We may even struggle to feel thankful at all.
Should we forego the holiday entirely? After all, what do we even have to be thankful for?
Looking back at the first American Thanksgiving, I imagine it would have been difficult for many of us to have celebrated then, either.
The long ocean voyage brought 102 colonists to America, but the winter was harsh enough that only about 50 colonists survived. Of those, only four women made it.
Yet even though their numbers were halved since arriving, the colonists did celebrate. They recognized that the continuance of the colony at all was evidence of God’s care, and they were thankful.
But how about us?
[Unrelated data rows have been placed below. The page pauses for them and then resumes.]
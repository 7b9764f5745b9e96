//! A naive in-memory implementation of [`Log`](super::Log).

use core::ops::Bound;

use alloc::collections::BTreeMap;
use alloc::vec::Vec;

use bytes::Bytes;

use crate::message::{Body, LogEntry, Promise};

use super::Log;

/// An in-memory [`Log`](super::Log) over a balanced tree keyed on promise,
/// giving ordered iteration for synchronization and logarithmic lookup.
pub struct InMemoryLog {
    entries: BTreeMap<Promise, LogEntry>,
    taken: Promise,
}

impl InMemoryLog {
    /// Constructs a log holding only the `0/0` sentinel.
    pub fn new() -> Self {
        let sentinel = LogEntry {
            promise: Promise::default(),
            previous: Promise::default(),
            body: Body::Entry(Bytes::new()),
        };
        let mut entries = BTreeMap::new();
        entries.insert(sentinel.promise, sentinel);
        InMemoryLog {
            entries,
            taken: Promise::default(),
        }
    }
}

impl Default for InMemoryLog {
    fn default() -> Self {
        Self::new()
    }
}

impl Log for InMemoryLog {
    type Error = ();

    fn push(&mut self, entry: LogEntry) -> Result<(), ()> {
        let head = self.head();
        if entry.promise <= head.promise {
            return Err(());
        }
        let joining = head.promise == Promise::default() && entry.body.is_government();
        if entry.previous != head.promise && !joining {
            return Err(());
        }
        self.entries.insert(entry.promise, entry);
        Ok(())
    }

    fn head(&self) -> &LogEntry {
        self.entries
            .values()
            .next_back()
            .unwrap_or_else(|| panic!("log lost its sentinel"))
    }

    fn trailer(&self) -> &LogEntry {
        self.entries
            .values()
            .next()
            .unwrap_or_else(|| panic!("log lost its sentinel"))
    }

    fn find(&self, promise: &Promise) -> Option<&LogEntry> {
        self.entries.get(promise)
    }

    fn since(&self, exclusive: &Promise, limit: usize) -> Vec<LogEntry> {
        self.entries
            .range((Bound::Excluded(*exclusive), Bound::Unbounded))
            .take(limit)
            .map(|(_, entry)| entry.clone())
            .collect()
    }

    fn starting(&self, inclusive: &Promise, limit: usize) -> Vec<LogEntry> {
        self.entries
            .range(*inclusive..)
            .take(limit)
            .map(|(_, entry)| entry.clone())
            .collect()
    }

    fn shift(&mut self, minimum: &Promise) -> usize {
        let mut shifted = 0;
        while self.entries.len() > 1 {
            let oldest = *self
                .entries
                .keys()
                .next()
                .unwrap_or_else(|| panic!("log lost its sentinel"));
            if oldest >= *minimum {
                break;
            }
            self.entries.remove(&oldest);
            shifted += 1;
        }
        shifted
    }

    fn len(&self) -> usize {
        self.entries.len()
    }

    fn last_taken(&self) -> Promise {
        self.taken
    }

    fn take_next(&mut self) -> Option<LogEntry> {
        let entry = self
            .entries
            .range((Bound::Excluded(self.taken), Bound::Unbounded))
            .map(|(_, entry)| entry.clone())
            .next()?;
        self.taken = entry.promise;
        Some(entry)
    }
}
Even though our numbers may not have been cut in half, 2020 has been an epic year for trials. Disease, unemployment, lost businesses, and loss of life has impacted most of us, if not all.
So how can we give thanks in the middle of all this? We can strive to focus less on what we have lost, and more on the Giver of all good gifts.
The book of James sends us encouragement. “Consider it a sheer gift, friends, when tests and challenges come at you from all sides. You know that under pressure, your faith-life is forced into the open and shows its true colors. So don’t try to get out of anything prematurely. Let it do its work so you become mature and well-developed, not deficient in any way.” (James 1:2-4, MSG)
Just as a weight lifter must repeatedly try his muscles, we need trials in order to become well-developed spiritually.
A friend of ours visited Haiti not long after that horrendous earthquake. She didn’t see complainers with no air conditioning. But what she did see was people tired from working in the hot sun still gathering in the evening to joyfully give praise.
God loves to bless us. He even uses trials in the long term to refine us. As we are told in 1 Peter 1:7, “Pure gold put in the fire comes out of it proved pure; genuine faith put through this suffering comes out proved genuine.” (MSG)
Even in our trials God is working for our good. This Thanksgiving let us all remember that God zealously desires to bless us. Perhaps that mind set will open our eyes to the real meaning of Thanksgiving 2020.